//! Scroll offset authority
//!
//! The single owner of the committed scroll offsets. Gestures never write an
//! offset directly: they submit an [`OffsetRequest`], which is clamped,
//! compared against the committed value and either committed right away or
//! deferred. A deferred commit is replaced by any later request on the same
//! axis, so bursts of input collapse into one commit carrying the last value.

use thumbrail_animation::{TimerId, TimerScheduler};
use thumbrail_core::{Axis, AxisPair, Point};

use crate::host::Host;
use crate::scrollbar::Task;

/// A requested offset on one axis
#[derive(Debug, Clone, Copy, PartialEq)]
pub struct OffsetRequest {
    pub axis: Axis,
    pub value: f64,
}

impl OffsetRequest {
    pub fn new(axis: Axis, value: f64) -> Self {
        Self { axis, value }
    }
}

/// Change notification payload
#[derive(Debug, Clone, Copy, PartialEq)]
pub struct ScrollChanged {
    pub axis: Axis,
    pub old_value: f64,
    pub new_value: f64,
}

/// When a request should be committed
#[derive(Debug, Clone, Copy, PartialEq, Eq)]
pub enum Delay {
    /// After the configured debounce delay
    Debounced,
    /// Synchronously
    Immediate,
}

/// What a request turned into
#[derive(Debug, Clone, Copy, PartialEq)]
pub enum RequestOutcome {
    /// The clamped value equals the committed offset; any pending commit was
    /// dropped
    Unchanged,
    /// A commit is scheduled
    Deferred(TimerId),
    /// Commit this now
    Immediate(OffsetRequest),
}

#[derive(Debug, Clone, Copy, PartialEq)]
struct Pending {
    timer: TimerId,
    value: f64,
}

/// Owner of the committed offsets and their pending commits
#[derive(Debug, Clone, Default)]
pub struct OffsetAuthority {
    offsets: AxisPair<f64>,
    pending: AxisPair<Option<Pending>>,
    range_scroll: bool,
    debounce_ms: f64,
}

impl OffsetAuthority {
    pub fn new(range_scroll: bool, debounce_ms: f64) -> Self {
        Self {
            range_scroll,
            debounce_ms,
            ..Default::default()
        }
    }

    /// Committed offset
    pub fn offset(&self, axis: Axis) -> f64 {
        *self.offsets.get(axis)
    }

    pub fn offsets(&self) -> AxisPair<f64> {
        self.offsets
    }

    /// The value this axis is heading to: the pending commit if one exists,
    /// otherwise the committed offset
    pub fn target(&self, axis: Axis) -> f64 {
        self.pending
            .get(axis)
            .map_or_else(|| self.offset(axis), |pending| pending.value)
    }

    pub fn targets(&self) -> AxisPair<f64> {
        AxisPair::new(self.target(Axis::Horizontal), self.target(Axis::Vertical))
    }

    pub fn has_pending(&self, axis: Axis) -> bool {
        self.pending.get(axis).is_some()
    }

    pub fn is_range_scroll(&self) -> bool {
        self.range_scroll
    }

    pub fn configure(&mut self, range_scroll: bool, debounce_ms: f64) {
        self.range_scroll = range_scroll;
        self.debounce_ms = debounce_ms;
    }

    /// Submit a request
    ///
    /// The value is clamped to `[0, max_offset]`. Any pending commit for the
    /// axis is cancelled first.
    pub(crate) fn request(
        &mut self,
        request: OffsetRequest,
        max_offset: f64,
        delay: Delay,
        timers: &mut TimerScheduler<Task>,
    ) -> RequestOutcome {
        let axis = request.axis;
        let value = request.value.min(max_offset.max(0.0)).max(0.0);

        if let Some(pending) = self.pending.get_mut(axis).take() {
            timers.cancel(pending.timer);
        }

        if value == self.offset(axis) {
            return RequestOutcome::Unchanged;
        }

        let clamped = OffsetRequest::new(axis, value);
        match delay {
            Delay::Immediate => RequestOutcome::Immediate(clamped),
            Delay::Debounced if self.debounce_ms <= 0.0 => RequestOutcome::Immediate(clamped),
            Delay::Debounced => {
                let timer = timers.schedule_after(self.debounce_ms, Task::Commit(clamped));
                *self.pending.get_mut(axis) = Some(Pending { timer, value });
                tracing::trace!(?axis, value, "commit deferred");
                RequestOutcome::Deferred(timer)
            }
        }
    }

    /// Forget a pending commit whose timer just fired. Returns false for a
    /// stale timer that no longer owns the axis.
    pub fn settle(&mut self, timer: TimerId, axis: Axis) -> bool {
        let slot = self.pending.get_mut(axis);
        if matches!(slot, Some(pending) if pending.timer == timer) {
            *slot = None;
            true
        } else {
            false
        }
    }

    /// Make a value the committed offset
    ///
    /// Writes the host's native offset unless in range-scroll mode. Returns the
    /// change, or None if the value is already committed.
    pub fn commit<H: Host>(&mut self, request: OffsetRequest, host: &mut H) -> Option<ScrollChanged> {
        let axis = request.axis;
        let old_value = self.offset(axis);
        if request.value == old_value {
            return None;
        }

        *self.offsets.get_mut(axis) = request.value;
        if !self.range_scroll {
            host.set_scroll_position(axis, request.value);
        }

        tracing::trace!(?axis, old_value, new_value = request.value, "offset committed");
        Some(ScrollChanged {
            axis,
            old_value,
            new_value: request.value,
        })
    }

    /// Adopt the host's native offsets without notifying anyone
    pub fn sync_from_host(&mut self, position: Point) {
        self.offsets = AxisPair::new(position.x, position.y);
    }

    /// Cancel every pending commit
    pub(crate) fn cancel_pending(&mut self, timers: &mut TimerScheduler<Task>) {
        for axis in Axis::ALL {
            if let Some(pending) = self.pending.get_mut(axis).take() {
                timers.cancel(pending.timer);
            }
        }
    }
}
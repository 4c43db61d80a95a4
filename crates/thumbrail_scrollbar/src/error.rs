//! Scrollbar error types

use thiserror::Error;

/// Errors produced while reading scrollbar options
#[derive(Error, Debug)]
pub enum OptionsError {
    /// The input is not valid JSON
    #[error("invalid options JSON: {0}")]
    Json(#[from] serde_json::Error),

    /// The input parsed, but is not an object (or null)
    #[error("options must be a JSON object, found {0}")]
    NotAnObject(&'static str),
}

/// Result type for options parsing
pub type Result<T> = std::result::Result<T, OptionsError>;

══════════

When you come to the line containing "should be committed", give it and stop; before that, repeat each line of the material exactly from the first one.

#### ANSWER TO THIS EXERCISE
//! Scroll offset authority
//!
//! The single owner of the committed scroll offsets. Gestures never write an
//! offset directly: they submit an [`OffsetRequest`], which is clamped,
//! compared against the committed value and either committed right away or
//! deferred. A deferred commit is replaced by any later request on the same
//! axis, so bursts of input collapse into one commit carrying the last value.

use thumbrail_animation::{TimerId, TimerScheduler};
use thumbrail_core::{Axis, AxisPair, Point};

use crate::host::Host;
use crate::scrollbar::Task;

/// A requested offset on one axis
#[derive(Debug, Clone, Copy, PartialEq)]
pub struct OffsetRequest {
    pub axis: Axis,
    pub value: f64,
}

impl OffsetRequest {
    pub fn new(axis: Axis, value: f64) -> Self {
        Self { axis, value }
    }
}

/// Change notification payload
#[derive(Debug, Clone, Copy, PartialEq)]
pub struct ScrollChanged {
    pub axis: Axis,
    pub old_value: f64,
    pub new_value: f64,
}

/// When a request should be committed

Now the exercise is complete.